In the early hours of March 16, 2026, a fire broke out in the Trauma Care ICU of SCB Medical College and Hospital in Cuttack, Odisha, India. Twenty-three critically ill patients were sleeping in the ward when flames and thick smoke began to fill the room. By the time the fire was brought under control, twelve patients were dead.

The hospital had a sprinkler system. It did not activate. Preliminary investigations revealed why: the system’s control valve had been left closed. The fire alarm had also been disabled for several days prior to the incident. Reporting from the Times of India adds a further detail that is difficult to read: staff had noticed early sparks before the blaze took hold and did not act. The patients in that ICU had no warning, no suppression, and no intervention. They had no chance.

This was not a design failure. It was not a product failure. It was an impairment failure — and it is entirely preventable.

What is an Impairment?

In fire protection, an impairment occurs any time a water-based suppression system is taken out of service, whether intentionally or not. Planned impairments happen routinely during maintenance, repairs, or renovations. Unplanned impairments — like a valve left closed after servicing — are among the most dangerous conditions a building can face, precisely because no one knows the protection is gone.

NFPA 25, the Standard for the Inspection, Testing, and Maintenance of Water-Based Fire Protection Systems, provides a rigorous framework for managing impairments. It requires that any time a system is taken out of service, a formal impairment coordinator be designated, notifications be made to the authority having jurisdiction, a fire watch be established, and written documentation be maintained throughout. It mandates that all valves controlling water supply to sprinkler systems be supervised — either through electronic tamper switches, physical locks, or seals — so that a closed valve cannot go undetected.

NFPA 25 is not enforced in India. The SCB Medical College and Hospital was not required to follow its procedures. But had those procedures been in place, the valve closure would have triggered an immediate supervisory alarm. The disabled fire alarm would have been captured in an inspection log. A fire watch would have been in effect. Lives would likely have been saved.

India has the Codes. The Gap is in Maintenance.

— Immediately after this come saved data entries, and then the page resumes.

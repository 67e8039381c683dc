//! Simulator façade
//!
//! A [`Simulator`] bundles one parsed program with one CPU. Assembling
//! replaces the program only when parsing succeeds, then resets the
//! CPU; memory contents are kept so callers can pre-populate memory
//! before assembling. Stepping and snapshots delegate to the CPU and
//! the view emitters.

use crate::asm::{self, AsmError};
use crate::cpu::{Cpu, StepResult};
use crate::program::Program;
use crate::views::{c_mirror, disasm, explain};

/// A point-in-time view of the machine plus the three program views
#[derive(Debug, Clone)]
pub struct Snapshot {
    pub pc: u32,
    pub regs: [i32; 32],
    pub clike: String,
    pub rv2c: String,
    pub disasm: String,
}

#[derive(Debug, Clone, Default)]
pub struct Simulator {
    program: Program,
    cpu: Cpu,
}

impl Simulator {
    /// A simulator with an empty program; any step traps immediately
    pub fn new() -> Self {
        Self::default()
    }

    /// Parse `source` and make it the current program. On success the
    /// CPU is reset (memory is not cleared); on failure the previous
    /// program stays in place untouched.
    pub fn assemble(&mut self, source: &str) -> Result<(), AsmError> {
        let program = asm::assemble(source)?;
        self.program = program;
        self.cpu.reset();
        Ok(())
    }

    /// Reset the CPU only; the program and memory are kept
    pub fn reset(&mut self) {
        self.cpu.reset();
    }

    pub fn step(&mut self) -> StepResult {
        self.cpu.step(&self.program)
    }

    pub fn step_many(&mut self, count: u32) -> StepResult {
        self.cpu.step_many(&self.program, count)
    }

    pub fn snapshot(&self) -> Snapshot {
        Snapshot {
            pc: self.cpu.pc(),
            regs: *self.cpu.regs(),
            clike: explain::explain(&self.program),
            rv2c: c_mirror::translate(&self.program),
            disasm: disasm::render(&self.program),
        }
    }

    pub fn program(&self) -> &Program {
        &self.program
    }

    pub fn cpu(&self) -> &Cpu {
        &self.cpu
    }

    /// Mutable access to the CPU, e.g. for pre-populating memory
    pub fn cpu_mut(&mut self) -> &mut Cpu {
        &mut self.cpu
    }
}

#[cfg(test)]
mod tests {
    use super::*;
    use crate::cpu::{Effect, TrapCode, MAX_STEPS_PER_REQUEST};
    use crate::memory::MEM_SIZE;

    /// Assemble and run until a halt, returning the simulator and the
    /// halting result
    fn run_to_halt(source: &str) -> (Simulator, StepResult) {
        let mut sim = Simulator::new();
        sim.assemble(source).unwrap();
        let result = sim.step_many(MAX_STEPS_PER_REQUEST);
        assert!(result.halted);
        (sim, result)
    }

    #[test]
    fn scenario_accumulating_addi() {
        let (sim, result) = run_to_halt("addi x1,x0,5\naddi x2,x0,7\naddi x3,x2,5");
        assert_eq!(result.trap.unwrap().code, TrapCode::PcOob);
        assert_eq!(sim.cpu().reg(1), 5);
        assert_eq!(sim.cpu().reg(2), 7);
        assert_eq!(sim.cpu().reg(3), 12);
    }

    #[test]
    fn scenario_unsigned_branches() {
        let source = "addi x1,x0,-1\naddi x2,x0,1\nbltu x1,x2,not_taken\naddi x3,x0,123\nnot_taken: bgeu x1,x2,done\naddi x3,x0,999\ndone:";
        let (sim, _) = run_to_halt(source);
        assert_eq!(sim.cpu().reg(3), 123);
        assert_eq!(sim.cpu().pc(), 24);
    }

    #[test]
    fn scenario_branch_to_symbol() {
        let source = "#sym far = 16\naddi x1,x0,1\nbne x1,x0,far\naddi x2,x0,9";
        let (sim, result) = run_to_halt(source);
        assert_eq!(result.trap.unwrap().code, TrapCode::PcOob);
        assert_eq!(sim.cpu().pc(), 16);
        // The taken branch lands past the program, so the x2 write
        // never runs and the stack pointer keeps its reset value
        assert_eq!(sim.cpu().reg(2), (MEM_SIZE - 4) as i32);
    }

    #[test]
    fn scenario_store_then_load_word() {
        let source = "addi x1,x0,20\naddi x2,x0,0x11223344\nsw x2,0(x1)\nlw x3,0(x1)";
        let (sim, _) = run_to_halt(source);
        assert_eq!(sim.cpu().reg(3), 0x11223344);
    }

    #[test]
    fn scenario_misaligned_load_traps() {
        let mut sim = Simulator::new();
        sim.assemble("addi x1,x0,1\nlw x2,0(x1)").unwrap();
        assert!(!sim.step().halted);
        let result = sim.step();
        assert!(result.halted);
        assert_eq!(result.trap.unwrap().code, TrapCode::BadAlignment);
    }

    #[test]
    fn scenario_lui_then_pc_oob() {
        let mut sim = Simulator::new();
        sim.assemble("lui x5,0x12345").unwrap();
        let first = sim.step();
        assert!(!first.halted);
        assert_eq!(sim.cpu().reg(5), 0x12345000);
        let second = sim.step();
        assert_eq!(second.trap.unwrap().code, TrapCode::PcOob);
    }

    #[test]
    fn scenario_jalr_masks_low_bit() {
        let source = "addi x1,x0,11\naddi x9,x0,0\njalr x2,1(x1)\naddi x3,x0,0xdead";
        let mut sim = Simulator::new();
        sim.assemble(source).unwrap();
        for _ in 0..3 {
            assert!(!sim.step().halted);
        }
        assert_eq!(sim.cpu().reg(2), 12);
        assert_eq!(sim.cpu().pc(), 12);
        assert!(!sim.step().halted);
        assert_eq!(sim.cpu().reg(3), 0xdead);
    }

    #[test]
    fn register_zero_is_zero_after_every_step() {
        let mut sim = Simulator::new();
        sim.assemble("addi x0,x0,7\njal x0,0\naddi x0,x0,9").unwrap();
        for _ in 0..16 {
            sim.step();
            assert_eq!(sim.cpu().reg(0), 0);
        }
    }

    #[test]
    fn assemble_failure_keeps_the_previous_program() {
        let mut sim = Simulator::new();
        sim.assemble("addi x1,x0,5").unwrap();
        let error = sim.assemble("addi x1,x0,5\nbogus x1").unwrap_err();
        assert_eq!(error.line, 2);
        assert_eq!(sim.program().len(), 1);
        // The old program still runs
        assert!(!sim.step().halted);
        assert_eq!(sim.cpu().reg(1), 5);
    }

    #[test]
    fn assemble_resets_cpu_but_keeps_memory() {
        let mut sim = Simulator::new();
        sim.assemble("addi x1,x0,20\nsw x1,0(x1)").unwrap();
        sim.step_many(3);
        assert_eq!(sim.cpu().memory.load_word(20).unwrap(), 20);
        sim.assemble("lw x3,20(x0)").unwrap();
        assert_eq!(sim.cpu().pc(), 0);
        assert_eq!(sim.cpu().reg(1), 0);
        // Memory written by the previous program is still visible
        sim.step();
        assert_eq!(sim.cpu().reg(3), 20);
    }

    #[test]
    fn pre_populated_memory_survives_assemble() {
        let mut sim = Simulator::new();
        sim.cpu_mut().memory.store_word(0x100, 77).unwrap();
        sim.assemble("lw x1,0x100(x0)").unwrap();
        sim.step();
        assert_eq!(sim.cpu().reg(1), 77);
    }

    #[test]
    fn assembling_the_same_source_twice_is_equivalent() {
        let source = "#sym buf = 0x40\nstart: addi x1,x0,5\nbeq x1,x0,start";
        let first = asm::assemble(source).unwrap();
        let second = asm::assemble(source).unwrap();
        assert_eq!(first.instructions, second.instructions);
        assert_eq!(first.labels, second.labels);
        assert_eq!(first.symbols, second.symbols);
    }

    #[test]
    fn empty_program_traps_immediately() {
        let mut sim = Simulator::new();
        let result = sim.step();
        assert!(result.halted);
        assert_eq!(result.trap.unwrap().code, TrapCode::PcOob);
    }

    #[test]
    fn snapshot_contains_all_three_views() {
        let mut sim = Simulator::new();
        sim.assemble("start: addi x1,x0,5\nbeq x1,x0,start").unwrap();
        sim.step();
        let snapshot = sim.snapshot();
        assert_eq!(snapshot.pc, 4);
        assert_eq!(snapshot.regs[1], 5);
        assert!(snapshot.disasm.contains("0x00000000: addi x1, x0, 5"));
        assert!(snapshot.rv2c.contains("switch (pc) {"));
        assert!(snapshot.clike.contains("x1 = 5;"));
    }

    #[test]
    fn effects_flatten_to_the_wire_shape() {
        // The transport needs reg/mem/pc discriminants with the fields
        // of §6; make sure one step of each kind is observable
        let mut sim = Simulator::new();
        sim.assemble("addi x1,x0,20\nsw x1,0(x1)").unwrap();
        let first = sim.step();
        assert!(matches!(
            first.effects.as_slice(),
            [
                Effect::Reg { reg: 1, before: 0, after: 20 },
                Effect::Pc { before: 0, after: 4 }
            ]
        ));
        let second = sim.step();
        assert!(matches!(
            second.effects.as_slice(),
            [Effect::Mem { addr: 20, size: 4, .. }, Effect::Pc { .. }]
        ));
    }
}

It would be a mistake to frame this as a regulatory gap in the conventional sense. India has some of the most robust fire and building codes in the world. The National Building Code and Bureau of Indian Standards provide substantive requirements for fire protection system design and installation. The gap at SCB was not in what the codes require — it was in what happens after the system is installed and inspected for the last time. Ongoing service, routine inspection, and disciplined impairment management are where the distance between code and practice is widest, and where lives are most at risk.

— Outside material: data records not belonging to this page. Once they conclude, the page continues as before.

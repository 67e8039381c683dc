//! Linear disassembly
//!
//! Walks the program in PC order, emitting one line per label bound to
//! a PC followed by the instruction at that PC, and finally any labels
//! bound to the end of the program. Branch and jump targets are shown
//! by name when a label or symbol resolves to the target address.

use itertools::Itertools;

use crate::instr::{Format, Instruction};
use crate::program::Program;

#[derive(Debug, Clone, PartialEq, Eq)]
pub struct DisasmLine {
    pub pc: u32,
    pub text: String,
    pub is_label: bool,
}

pub fn disassemble(program: &Program) -> Vec<DisasmLine> {
    let mut lines = Vec::new();
    for (index, inst) in program.instructions.iter().enumerate() {
        let pc = 4 * index as u32;
        for label in program.labels_at(pc) {
            lines.push(DisasmLine {
                pc,
                text: format!("{label}:"),
                is_label: true,
            });
        }
        lines.push(DisasmLine {
            pc,
            text: format!("0x{pc:08x}: {}", format_instruction(inst, program)),
            is_label: false,
        });
    }
    let end = program.end_pc();
    for label in program.labels_at(end) {
        lines.push(DisasmLine {
            pc: end,
            text: format!("{label}:"),
            is_label: true,
        });
    }
    lines
}

pub fn render(program: &Program) -> String {
    disassemble(program).iter().map(|line| line.text.as_str()).join("\n")
}

/// `mnemonic operands` text for one instruction. Targets are rendered
/// through the program's label and symbol tables.
pub fn format_instruction(inst: &Instruction, program: &Program) -> String {
    let mnemonic = inst.op.mnemonic();
    match inst.op.format() {
        Format::RegReg => format!("{mnemonic} x{}, x{}, x{}", inst.rd, inst.rs1, inst.rs2),
        Format::RegImm => format!("{mnemonic} x{}, x{}, {}", inst.rd, inst.rs1, inst.imm),
        Format::Load | Format::Jalr => {
            format!("{mnemonic} x{}, {}(x{})", inst.rd, inst.imm, inst.rs1)
        }
        Format::Store => format!("{mnemonic} x{}, {}(x{})", inst.rs2, inst.imm, inst.rs1),
        Format::Branch => format!(
            "{mnemonic} x{}, x{}, {}",
            inst.rs1,
            inst.rs2,
            format_target(inst.target_pc, program)
        ),
        Format::Jal => format!(
            "{mnemonic} x{}, {}",
            inst.rd,
            format_target(inst.target_pc, program)
        ),
        Format::UpperImm => format!("{mnemonic} x{}, 0x{:x}", inst.rd, inst.imm),
        Format::Ecall => mnemonic.to_owned(),
    }
}

fn format_target(pc: u32, program: &Program) -> String {
    match program.name_for_address(pc) {
        Some(name) => name.to_owned(),
        None => format!("0x{pc:08x}"),
    }
}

India’s own institutions appear to recognize this. In the weeks following the fire, a team led by the National Disaster Management Authority conducted a site inspection to examine the lapses. The Orissa High Court has since stepped in, demanding status reports on the judicial probe ordered by Chief Minister Mohan Charan Majhi. Four officials — including fire officers and an electrical engineer — have been suspended. The accountability mechanisms are working. The hard work is ensuring the conditions that made this tragedy possible are not replicated across the thousands of healthcare facilities and public buildings that rely on fire suppression systems throughout the country.

Mr. Anik Dharamshi, Director of HD Fire Protect Limited and President of the Fire Protection Association of India, had this to say: “What happened in Cuttack may happen again unless India’s fire protection community closes the gap between code and practice. India has some of the most robust fire and building codes in the world — but a sprinkler valve left closed and a fire alarm left disabled reveal where the real challenge lies. Installation is not enough. Ongoing inspection, testing, and maintenance are what make a fire protection system worth having.”

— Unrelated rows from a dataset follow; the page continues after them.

//! CPU stepper
//!
//! The [`Cpu`] owns the register file and the memory, and executes one
//! instruction per call to [`Cpu::step`] against a borrowed
//! [`Program`]. Each step yields a [`StepResult`] carrying the decoded
//! instruction, the ordered list of architectural [`Effect`]s the
//! instruction had, and the [`Trap`] that stopped execution, if any.
//!
//! Effect ordering within a step is deterministic: register and memory
//! effects appear in the order the instruction logically performs
//! them, followed by exactly one PC effect. A trapping step emits no
//! PC effect, and the trap checks run before state is mutated, so the
//! machine remains inspectable exactly as it was at the trap point.
//!
//! Register x0 is hard-wired to zero: writes to it are discarded and
//! recorded nowhere. Writes that do not change a register's value are
//! performed but produce no effect record; memory stores, in contrast,
//! always produce one.

use std::fmt;

use itertools::Itertools;
use thiserror::Error;

use crate::instr::{Format, Instruction, Opcode};
use crate::memory::{Memory, MemoryError, StoreResult};
use crate::program::Program;
use crate::utils::{interpret_i32_as_unsigned, interpret_u32_as_signed, mask, sign_extend};

/// Cap on the iteration budget of [`Cpu::step_many`]
pub const MAX_STEPS_PER_REQUEST: u32 = 5000;

#[derive(Debug, Clone, Copy, PartialEq, Eq)]
pub enum TrapCode {
    IllegalInstruction,
    BadAlignment,
    OobMemory,
    PcOob,
    StepLimit,
}

/// A non-recoverable execution fault. The simulator stays inspectable:
/// registers, memory and PC keep the values they had when the trap was
/// raised.
#[derive(Debug, Error, Clone, PartialEq, Eq)]
#[error("{message}")]
pub struct Trap {
    pub code: TrapCode,
    pub message: String,
}

impl Trap {
    fn new(code: TrapCode, message: impl Into<String>) -> Self {
        Self {
            code,
            message: message.into(),
        }
    }
}

impl From<MemoryError> for Trap {
    fn from(error: MemoryError) -> Self {
        let code = match error {
            MemoryError::Misaligned { .. } => TrapCode::BadAlignment,
            MemoryError::OutOfBounds { .. } => TrapCode::OobMemory,
        };
        Trap::new(code, error.to_string())
    }
}

/// One observed architectural state change
#[derive(Debug, Clone, PartialEq, Eq)]
pub enum Effect {
    /// Register write that changed a register other than x0
    Reg { reg: u8, before: i32, after: i32 },
    /// Memory store, recorded even when the bytes did not change
    Mem {
        addr: u32,
        size: u8,
        before: Vec<u8>,
        after: Vec<u8>,
    },
    /// The PC update closing a successful step
    Pc { before: u32, after: u32 },
}

fn hex_bytes(bytes: &[u8]) -> String {
    bytes.iter().map(|b| format!("{b:02x}")).join(" ")
}

impl fmt::Display for Effect {
    fn fmt(&self, f: &mut fmt::Formatter<'_>) -> fmt::Result {
        match self {
            Effect::Reg { reg, before, after } => write!(f, "x{reg}: {before} -> {after}"),
            Effect::Mem {
                addr,
                before,
                after,
                ..
            } => write!(
                f,
                "mem[0x{addr:08x}]: {} -> {}",
                hex_bytes(before),
                hex_bytes(after)
            ),
            Effect::Pc { before, after } => write!(f, "pc: 0x{before:08x} -> 0x{after:08x}"),
        }
    }
}

/// The outcome of one step (or of a `step_many` budget)
#[derive(Debug, Clone, PartialEq, Eq)]
pub struct StepResult {
    /// The instruction that executed, if one was fetched
    pub inst: Option<Instruction>,
    pub effects: Vec<Effect>,
    /// True when the caller should stop stepping
    pub halted: bool,
    pub trap: Option<Trap>,
}

impl StepResult {
    fn trapped(inst: Option<Instruction>, effects: Vec<Effect>, trap: Trap) -> Self {
        Self {
            inst,
            effects,
            halted: true,
            trap: Some(trap),
        }
    }
}

#[derive(Debug, Clone)]
pub struct Cpu {
    pc: u32,
    regs: [i32; 32],
    pub memory: Memory,
}

impl Default for Cpu {
    fn default() -> Self {
        Self::new()
    }
}

impl Cpu {
    pub fn new() -> Self {
        let mut cpu = Self {
            pc: 0,
            regs: [0; 32],
            memory: Memory::default(),
        };
        cpu.reset();
        cpu
    }

    pub fn pc(&self) -> u32 {
        self.pc
    }

    pub fn reg(&self, n: u8) -> i32 {
        self.regs[n as usize]
    }

    pub fn regs(&self) -> &[i32; 32] {
        &self.regs
    }

    /// Zero the registers, point the stack pointer at the top of
    /// memory and rewind the PC. Memory contents are left alone.
    pub fn reset(&mut self) {
        self.pc = 0;
        self.regs = [0; 32];
        self.regs[2] = interpret_u32_as_signed(self.memory.size() - 4);
    }

    /// Execute the instruction at the current PC
    pub fn step(&mut self, program: &Program) -> StepResult {
        let result = self.step_inner(program);
        // x0 is architectural zero, whatever just happened
        self.regs[0] = 0;
        result
    }

    fn step_inner(&mut self, program: &Program) -> StepResult {
        let pc = self.pc;
        if pc % 4 != 0 {
            return StepResult::trapped(
                None,
                Vec::new(),
                Trap::new(
                    TrapCode::BadAlignment,
                    format!("misaligned pc 0x{pc:08x}"),
                ),
            );
        }
        let Some(inst) = program.instructions.get((pc / 4) as usize).copied() else {
            return StepResult::trapped(
                None,
                Vec::new(),
                Trap::new(
                    TrapCode::PcOob,
                    format!("pc 0x{pc:08x} is outside the program"),
                ),
            );
        };

        let mut effects = Vec::new();
        match self.execute(&inst, pc, &mut effects) {
            Ok(next_pc) => {
                if next_pc % 4 != 0 {
                    return StepResult::trapped(
                        Some(inst),
                        effects,
                        Trap::new(
                            TrapCode::BadAlignment,
                            format!("jump to misaligned address 0x{next_pc:08x}"),
                        ),
                    );
                }
                effects.push(Effect::Pc {
                    before: pc,
                    after: next_pc,
                });
                self.pc = next_pc;
                StepResult {
                    inst: Some(inst),
                    effects,
                    halted: false,
                    trap: None,
                }
            }
            Err(trap) => StepResult::trapped(Some(inst), effects, trap),
        }
    }

    /// Run up to `count` steps (clamped to [`MAX_STEPS_PER_REQUEST`]),
    /// stopping early on halt or trap. Exhausting the budget yields a
    /// synthesized halted result with a step-limit trap.
    pub fn step_many(&mut self, program: &Program, count: u32) -> StepResult {
        let budget = count.clamp(1, MAX_STEPS_PER_REQUEST);
        for _ in 0..budget {
            let result = self.step(program);
            if result.halted {
                return result;
            }
        }
        StepResult::trapped(
            None,
            Vec::new(),
            Trap::new(
                TrapCode::StepLimit,
                format!("step limit of {budget} reached"),
            ),
        )
    }

    /// Execute one decoded instruction and return the next PC. Effects
    /// are appended in the order they logically occur; the caller adds
    /// the closing PC effect.
    fn execute(
        &mut self,
        inst: &Instruction,
        pc: u32,
        effects: &mut Vec<Effect>,
    ) -> Result<u32, Trap> {
        let next = pc.wrapping_add(4);
        let src1 = self.reg(inst.rs1);
        let src2 = self.reg(inst.rs2);
        match inst.op.format() {
            Format::RegImm => {
                self.write_reg(effects, inst.rd, alu_imm(inst.op, src1, inst.imm));
                Ok(next)
            }
            Format::RegReg => {
                self.write_reg(effects, inst.rd, alu_reg(inst.op, src1, src2));
                Ok(next)
            }
            Format::UpperImm => {
                let shifted = inst.imm.wrapping_shl(12);
                let value = match inst.op {
                    Opcode::Lui => shifted,
                    _ => interpret_u32_as_signed(
                        pc.wrapping_add(interpret_i32_as_unsigned(shifted)),
                    ),
                };
                self.write_reg(effects, inst.rd, value);
                Ok(next)
            }
            Format::Load => {
                let addr = effective_address(src1, inst.imm);
                let value = self.load(inst.op, addr)?;
                self.write_reg(effects, inst.rd, value);
                Ok(next)
            }
            Format::Store => {
                let addr = effective_address(src1, inst.imm);
                let result = self.store(inst.op, addr, src2)?;
                effects.push(Effect::Mem {
                    addr,
                    size: result.after.len() as u8,
                    before: result.before,
                    after: result.after,
                });
                Ok(next)
            }
            Format::Branch => {
                if branch_taken(inst.op, src1, src2) {
                    Ok(inst.target_pc)
                } else {
                    Ok(next)
                }
            }
            Format::Jal => {
                self.write_reg(effects, inst.rd, interpret_u32_as_signed(next));
                Ok(inst.target_pc)
            }
            Format::Jalr => {
                // Target comes from rs1 as it was before the link
                // write, so rd == rs1 still jumps to the old value
                let target = effective_address(src1, inst.imm) & !1;
                self.write_reg(effects, inst.rd, interpret_u32_as_signed(next));
                Ok(target)
            }
            Format::Ecall => Ok(next),
        }
    }

    /// Guarded register write: x0 is discarded, unchanged values are
    /// written but not recorded
    fn write_reg(&mut self, effects: &mut Vec<Effect>, reg: u8, value: i32) {
        if reg == 0 {
            return;
        }
        let before = self.regs[reg as usize];
        self.regs[reg as usize] = value;
        if before != value {
            effects.push(Effect::Reg {
                reg,
                before,
                after: value,
            });
        }
    }

    fn load(&self, op: Opcode, addr: u32) -> Result<i32, Trap> {
        let value = match op {
            Opcode::Lb => interpret_u32_as_signed(sign_extend(self.memory.load_byte(addr)?, 7)),
            Opcode::Lbu => i32::from(self.memory.load_byte(addr)?),
            Opcode::Lh => interpret_u32_as_signed(sign_extend(self.memory.load_half(addr)?, 15)),
            Opcode::Lhu => i32::from(self.memory.load_half(addr)?),
            Opcode::Lw => self.memory.load_word(addr)?,
            _ => unreachable!("not a load opcode"),
        };
        Ok(value)
    }

    fn store(&mut self, op: Opcode, addr: u32, value: i32) -> Result<StoreResult, Trap> {
        let result = match op {
            Opcode::Sb => self.memory.store_byte(addr, value as u8)?,
            Opcode::Sh => self.memory.store_half(addr, value as u16)?,
            Opcode::Sw => self.memory.store_word(addr, value)?,
            _ => unreachable!("not a store opcode"),
        };
        Ok(result)
    }
}

fn effective_address(base: i32, offset: i32) -> u32 {
    interpret_i32_as_unsigned(base).wrapping_add(interpret_i32_as_unsigned(offset))
}

fn shamt(value: i32) -> u32 {
    interpret_i32_as_unsigned(value) & mask::<u32>(5)
}

/// Register-immediate ALU semantics
pub(crate) fn alu_imm(op: Opcode, src: i32, imm: i32) -> i32 {
    match op {
        Opcode::Addi => src.wrapping_add(imm),
        Opcode::Andi => src & imm,
        Opcode::Ori => src | imm,
        Opcode::Xori => src ^ imm,
        Opcode::Slti => i32::from(src < imm),
        Opcode::Sltiu => {
            i32::from(interpret_i32_as_unsigned(src) < interpret_i32_as_unsigned(imm))
        }
        Opcode::Slli => src.wrapping_shl(shamt(imm)),
        Opcode::Srli => interpret_u32_as_signed(interpret_i32_as_unsigned(src) >> shamt(imm)),
        Opcode::Srai => src >> shamt(imm),
        _ => unreachable!("not a register-immediate opcode"),
    }
}

/// Register-register ALU semantics, including the M extension
pub(crate) fn alu_reg(op: Opcode, src1: i32, src2: i32) -> i32 {
    match op {
        Opcode::Add => src1.wrapping_add(src2),
        Opcode::Sub => src1.wrapping_sub(src2),
        Opcode::And => src1 & src2,
        Opcode::Or => src1 | src2,
        Opcode::Xor => src1 ^ src2,
        Opcode::Slt => i32::from(src1 < src2),
        Opcode::Sltu => {
            i32::from(interpret_i32_as_unsigned(src1) < interpret_i32_as_unsigned(src2))
        }
        Opcode::Sll => src1.wrapping_shl(shamt(src2)),
        Opcode::Srl => interpret_u32_as_signed(interpret_i32_as_unsigned(src1) >> shamt(src2)),
        Opcode::Sra => src1 >> shamt(src2),
        Opcode::Mul => src1.wrapping_mul(src2),
        Opcode::Mulh => ((i64::from(src1).wrapping_mul(i64::from(src2))) >> 32) as i32,
        Opcode::Mulhsu => {
            ((i64::from(src1).wrapping_mul(i64::from(interpret_i32_as_unsigned(src2)))) >> 32)
                as i32
        }
        Opcode::Mulhu => {
            let product = u64::from(interpret_i32_as_unsigned(src1))
                .wrapping_mul(u64::from(interpret_i32_as_unsigned(src2)));
            interpret_u32_as_signed((product >> 32) as u32)
        }
        Opcode::Div => {
            if src2 == 0 {
                -1
            } else if src1 == i32::MIN && src2 == -1 {
                i32::MIN
            } else {
                src1 / src2
            }
        }
        Opcode::Divu => {
            let (a, b) = (interpret_i32_as_unsigned(src1), interpret_i32_as_unsigned(src2));
            if b == 0 {
                -1
            } else {
                interpret_u32_as_signed(a / b)
            }
        }
        Opcode::Rem => {
            if src2 == 0 {
                src1
            } else if src1 == i32::MIN && src2 == -1 {
                0
            } else {
                src1 % src2
            }
        }
        Opcode::Remu => {
            let (a, b) = (interpret_i32_as_unsigned(src1), interpret_i32_as_unsigned(src2));
            if b == 0 {
                src1
            } else {
                interpret_u32_as_signed(a % b)
            }
        }
        _ => unreachable!("not a register-register opcode"),
    }
}

/// Branch predicate on current register values
pub(crate) fn branch_taken(op: Opcode, src1: i32, src2: i32) -> bool {
    match op {
        Opcode::Beq => src1 == src2,
        Opcode::Bne => src1 != src2,
        Opcode::Blt => src1 < src2,
        Opcode::Bge => src1 >= src2,
        Opcode::Bltu => interpret_i32_as_unsigned(src1) < interpret_i32_as_unsigned(src2),
        Opcode::Bgeu => interpret_i32_as_unsigned(src1) >= interpret_i32_as_unsigned(src2),
        _ => unreachable!("not a branch opcode"),
    }
}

This is Not an Isolated Incident

NFPA research consistently identifies closed supply valves as the leading cause of sprinkler system failures in fires where sprinklers were present but did not operate. A closed valve is not a rare fluke. It is the most common failure mode in the industry — and it is almost always the result of inadequate inspection, testing, and maintenance practices.

In the years since IFSA was founded, our affiliated associations have worked across six continents to advance education, regulatory standards, and industry integrity in water-based fire suppression. The SCB tragedy is a sobering reminder of what is at stake when that work is not yet complete, and of what can happen when fire protection systems are treated as installed-and-forgotten rather than living, maintained systems requiring ongoing care.

A Call to Action

If you are responsible for a building with a water-based fire protection system, there are three things you can do right now.

First, confirm that every control valve in your system is in the open position and properly supervised. Walk the system. Verify the position of every OS&Y valve, butterfly valve, and post indicator valve. If you are not certain, call your service contractor today.

Second, confirm that your fire alarm system is operational. An alarm that has been disabled — even temporarily, even for a “good reason” — is an alarm that cannot save lives. Restore it to service or document and manage the impairment formally.

Third, know your impairment management procedure. Whether or not your jurisdiction enforces NFPA 25, its impairment management requirements represent best practice. Adopting them costs nothing and could save everything.

The twelve patients who died at SCB Medical College and Hospital deserved the protection they were promised when those systems were installed. So do the occupants of every building in your care.

Inspect your systems. Maintain your systems. Supervise your valves. The alternative is unacceptable.